41. Defendant has failed to clean such portions of County Ditch No.9 which
located on Defendant's property, thereby breaching the Agreement (Exhibit
F) with respect to Section 10 of said Agreement.
42. By terms of Sections 2A and 2B of said "City of Albertville Conditional
Use/Planned Unit Development Agreement Albert Villas Third Addition,"
(Exhibit F) Defendant agreed to construct municipal improvement on and off
the Defendant's property as detailed in the plans and specifications prepared
by E.G. Rud & Sons, Inc. dated October 20,2000. Sections 2A and 2B states
as follows:
Construction of Municipal Improvements.
14
A. The Developer shall construct those Municipal Improvements
located on and off Said Plat as detailed in the Plans and Specifications
for Albertvillas, as prepared by E.G. Rud & Sons, Inc. dated October
20, 2000 and on file with the City Clerk, said improvements to .include
installation of bituminous street, curb and gutter, water mains, sanitary
and storm sewers, storm water ponding and site grading. All such
improvements shall be constructed according to the standards adopted
by the City, along with all items required by the City Engineer. Unless
the City Engineer specifies a later date, said improvements shall be
installed by October 31, 200 I, with the wear course of bituminous
pavement to be installed after May 15,2002, but before June 30,2002.

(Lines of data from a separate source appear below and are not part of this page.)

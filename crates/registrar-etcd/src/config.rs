// TLS configuration for the etcd backend

use std::path::{Path, PathBuf};

use serde::Deserialize;

/// Client TLS material for talking to etcd
///
/// Every path is optional. Setting a CA bundle or a client certificate
/// switches the endpoint scheme to `https://`; mutual TLS is only attempted
/// when both the certificate and the key are set. Empty paths count as unset.
#[derive(Clone, Debug, Default, PartialEq, Eq, Deserialize, clap::Args)]
#[serde(rename_all = "camelCase", default)]
pub struct EtcdTlsConfig {
    /// Identify HTTPS client using this SSL certificate file
    #[arg(long = "etcd-cert-file", env = "ETCD_CERT_FILE")]
    pub cert_file: Option<PathBuf>,

    /// Identify HTTPS client using this SSL key file
    #[arg(long = "etcd-key-file", env = "ETCD_KEY_FILE")]
    pub key_file: Option<PathBuf>,

    /// Verify certificates of HTTPS-enabled servers using this CA bundle
    #[arg(long = "etcd-ca-file", env = "ETCD_CA_FILE")]
    pub ca_file: Option<PathBuf>,
}

impl EtcdTlsConfig {
    pub fn new() -> Self {
        Self::default()
    }

    /// Set the client certificate and key used for mutual TLS
    pub fn with_client_cert(
        mut self,
        cert_file: impl Into<PathBuf>,
        key_file: impl Into<PathBuf>,
    ) -> Self {
        self.cert_file = Some(cert_file.into());
        self.key_file = Some(key_file.into());
        self
    }

    /// Set the CA bundle used to verify the server
    pub fn with_ca_file(mut self, ca_file: impl Into<PathBuf>) -> Self {
        self.ca_file = Some(ca_file.into());
        self
    }

    pub fn cert_file(&self) -> Option<&Path> {
        non_empty(&self.cert_file)
    }

    pub fn key_file(&self) -> Option<&Path> {
        non_empty(&self.key_file)
    }

    pub fn ca_file(&self) -> Option<&Path> {
        non_empty(&self.ca_file)
    }

    /// Certificate and key, only when both are set
    pub fn client_identity(&self) -> Option<(&Path, &Path)> {
        self.cert_file().zip(self.key_file())
    }

    /// Whether the store is reached over HTTPS
    pub fn is_secure(&self) -> bool {
        self.ca_file().is_some() || self.cert_file().is_some()
    }

    pub fn scheme(&self) -> &'static str {
        if self.is_secure() { "https://" } else { "http://" }
    }
}

fn non_empty(path: &Option<PathBuf>) -> Option<&Path> {
    path.as_deref().filter(|p| !p.as_os_str().is_empty())
}
//! Demo tokenizers generated by the build script with `scanpile_generate`.
//!
//! Each module contains the generated token enum `TToken`, the state dispatch `Lexicon`, the
//! aliases `Scanner` and `Token` and the constructor function `scanner`.

/// Numbers, ranges and plus signs. Recognizing floats with exponents requires backtracking over
/// up to two characters.
pub mod backtracking {
    include!(concat!(env!("OUT_DIR"), "/backtracking.rs"));
}

/// Identifiers and integers between line comments, block comments and nestable block comments.
pub mod comments {
    include!(concat!(env!("OUT_DIR"), "/comments.rs"));
}

/// Keywords that are prefixes of identifiers, semicolons and string literals.
pub mod keywords {
    include!(concat!(env!("OUT_DIR"), "/keywords.rs"));
}
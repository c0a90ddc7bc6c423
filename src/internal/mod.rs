/// Module with the backtrack point type.
mod backtrack_point;
pub(crate) use backtrack_point::BacktrackPoint;

/// Module with the cursor that tracks the scan position.
mod cursor;
pub(crate) use cursor::Cursor;
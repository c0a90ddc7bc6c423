use std::fmt::{Debug, Display};

use crate::Span;

/// The kind of a token.
///
/// Generated tokenizers implement this trait for their token enum. Besides the tokens of the
/// grammar every kind set contains two reserved kinds, one for the end of the input and one for
/// lexical errors.
pub trait TokenKind: Copy + Eq + Debug + Display {
    /// The kind of the token that is produced at the end of the input.
    const END_OF_STREAM: Self;
    /// The kind of the token that is produced for input no token matches.
    const ERROR: Self;
}

/// A token produced by the scanner.
#[derive(Clone, Debug, PartialEq, Eq)]
pub struct Token<K> {
    /// The kind of the token.
    pub kind: K,
    /// The location of the token in the input.
    pub span: Span,
    /// The matched text.
    pub lexeme: String,
}

impl<K: TokenKind> Token<K> {
    /// Create a new token.
    pub fn new(kind: K, span: Span, lexeme: String) -> Self {
        Self { kind, span, lexeme }
    }

    /// Returns true if this is the end-of-stream token.
    #[inline]
    pub fn is_end_of_stream(&self) -> bool {
        self.kind == K::END_OF_STREAM
    }

    /// Returns true if this is an error token.
    #[inline]
    pub fn is_error(&self) -> bool {
        self.kind == K::ERROR
    }
}

/// Line breaks, tabs and backslashes in the lexeme are escaped, so a token always renders on a
/// single line and the rendering stays unambiguous.
impl<K: Display> Display for Token<K> {
    fn fmt(&self, f: &mut std::fmt::Formatter<'_>) -> std::fmt::Result {
        write!(f, "{} {} [", self.kind, self.span)?;
        for c in self.lexeme.chars() {
            match c {
                '\\' => f.write_str("\\\\")?,
                '\n' => f.write_str("\\n")?,
                '\r' => f.write_str("\\r")?,
                '\t' => f.write_str("\\t")?,
                _ => write!(f, "{}", c)?,
            }
        }
        write!(f, "]")
    }
}
use std::fmt;

use proc_macro2::{Literal, TokenStream};

#[cfg(feature = "serde")]
use serde::{Deserialize, Serialize};

/// The code of the end of the input. It must be the same value the runtime uses.
pub const END_OF_STREAM: u32 = 0x11_0000;

const MAX_CHAR: u32 = char::MAX as u32;

/// A set of character codes that labels a transition.
///
/// The set is kept as a sorted list of maximal, non-overlapping inclusive ranges. Besides
/// Unicode scalar values it may contain [`END_OF_STREAM`].
#[derive(Clone, Debug, Default, PartialEq, Eq, Hash)]
#[cfg_attr(
    feature = "serde",
    derive(Serialize, Deserialize),
    serde(from = "Vec<(u32, u32)>", into = "Vec<(u32, u32)>")
)]
pub struct CharSet {
    ranges: Vec<(u32, u32)>,
}

impl CharSet {
    /// Creates an empty set.
    pub fn new() -> Self {
        Self::default()
    }

    /// Creates a set from arbitrary, possibly overlapping inclusive ranges of codes.
    /// Ranges with a start behind their end are ignored.
    pub fn from_ranges<I>(ranges: I) -> Self
    where
        I: IntoIterator<Item = (u32, u32)>,
    {
        let mut ranges: Vec<(u32, u32)> = ranges.into_iter().filter(|(s, e)| s <= e).collect();
        ranges.sort_unstable();
        let mut normalized: Vec<(u32, u32)> = Vec::with_capacity(ranges.len());
        for (start, end) in ranges {
            match normalized.last_mut() {
                Some(last) if start <= last.1.saturating_add(1) => last.1 = last.1.max(end),
                _ => normalized.push((start, end)),
            }
        }
        Self { ranges: normalized }
    }

    /// Creates a set of the given characters.
    pub fn from_chars<I>(chars: I) -> Self
    where
        I: IntoIterator<Item = char>,
    {
        Self::from_ranges(chars.into_iter().map(|c| (c as u32, c as u32)))
    }

    /// Creates a set of the characters from `first` to `last`, both inclusive.
    pub fn range(first: char, last: char) -> Self {
        Self::from_ranges([(first as u32, last as u32)])
    }

    /// Creates a set that only contains the end of the input.
    pub fn end_of_stream() -> Self {
        Self::from_ranges([(END_OF_STREAM, END_OF_STREAM)])
    }

    /// Creates a set of all characters except the given ones. The end of the input is not part
    /// of the result.
    pub fn any_except<I>(chars: I) -> Self
    where
        I: IntoIterator<Item = char>,
    {
        let excluded = Self::from_chars(chars);
        let mut ranges = Vec::new();
        let mut next = 0u32;
        for &(start, end) in &excluded.ranges {
            if start > next {
                ranges.push((next, start - 1));
            }
            next = end + 1;
        }
        if next <= MAX_CHAR {
            ranges.push((next, MAX_CHAR));
        }
        Self { ranges }
    }

    /// Returns the union of both sets.
    pub fn union(&self, other: &CharSet) -> CharSet {
        Self::from_ranges(self.ranges.iter().chain(other.ranges.iter()).copied())
    }

    /// Returns this set extended by the end of the input.
    pub fn with_end_of_stream(self) -> CharSet {
        self.union(&Self::end_of_stream())
    }

    /// Returns true if the set contains the given code.
    pub fn contains(&self, code: u32) -> bool {
        self.ranges
            .binary_search_by(|&(start, end)| {
                if code < start {
                    std::cmp::Ordering::Greater
                } else if code > end {
                    std::cmp::Ordering::Less
                } else {
                    std::cmp::Ordering::Equal
                }
            })
            .is_ok()
    }

    /// Returns true if the set contains no code at all.
    pub fn is_empty(&self) -> bool {
        self.ranges.is_empty()
    }

    /// Returns the ranges of the set.
    pub fn ranges(&self) -> &[(u32, u32)] {
        &self.ranges
    }

    /// Generates the test of the given code expression against this set.
    /// A range becomes a range pattern and a single code a literal pattern.
    pub(crate) fn generate_guard(&self, code: &TokenStream) -> TokenStream {
        if self.ranges.is_empty() {
            return quote::quote! { false };
        }
        let patterns = self.ranges.iter().map(|&(start, end)| {
            let start_lit = Literal::u32_suffixed(start);
            if start == end {
                quote::quote! { #start_lit }
            } else {
                let end_lit = Literal::u32_suffixed(end);
                quote::quote! { #start_lit..=#end_lit }
            }
        });
        quote::quote! { matches!(#code, #(#patterns)|*) }
    }
}

impl From<Vec<(u32, u32)>> for CharSet {
    fn from(ranges: Vec<(u32, u32)>) -> Self {
        Self::from_ranges(ranges)
    }
}

impl From<CharSet> for Vec<(u32, u32)> {
    fn from(set: CharSet) -> Self {
        set.ranges
    }
}

fn fmt_code(code: u32, f: &mut fmt::Formatter<'_>) -> fmt::Result {
    if code == END_OF_STREAM {
        return write!(f, "EOS");
    }
    match char::from_u32(code) {
        Some(c) if !c.is_control() => write!(f, "{:?}", c),
        _ => write!(f, "\\u{{{:x}}}", code),
    }
}

impl fmt::Display for CharSet {
    fn fmt(&self, f: &mut fmt::Formatter<'_>) -> fmt::Result {
        write!(f, "[")?;
        for (i, &(start, end)) in self.ranges.iter().enumerate() {
            if i > 0 {
                write!(f, ", ")?;
            }
            fmt_code(start, f)?;
            if start != end {
                write!(f, "-")?;
                fmt_code(end, f)?;
            }
        }
        write!(f, "]")
    }
}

B. The Developer warrants to the City for a period of two years
from the date the City accepts the finished Municipal Improvements
that all such improvements have been constructed to City standards
and shall suffer no significant impairments, either to the structure or to
the surface or other usable areas due to improper construction, said
warranty to apply both to poor materials and faulty workmanship.
43. Defendant has failed to flatten slopes at outlet ditch of structure south of
Kalie Street and parallel to Kagan Street, failed to install sidewalk and curb
replacement and failed to saw and seal curb and failed to remove fabric
from catch basins in such locations as are on Defendant's Property and has
thereby breached Sections 2A and 2B of said "City of Albertville
Conditional Use/Planned Unit Development Agreement Albert Villas Third
Addition," (Exhibit F).
44. By terms of Section 1 C of said "City of Albertville Conditional Use/Planned
Unit Development Agreement Albert Villas Third Addition," (Exhibit F)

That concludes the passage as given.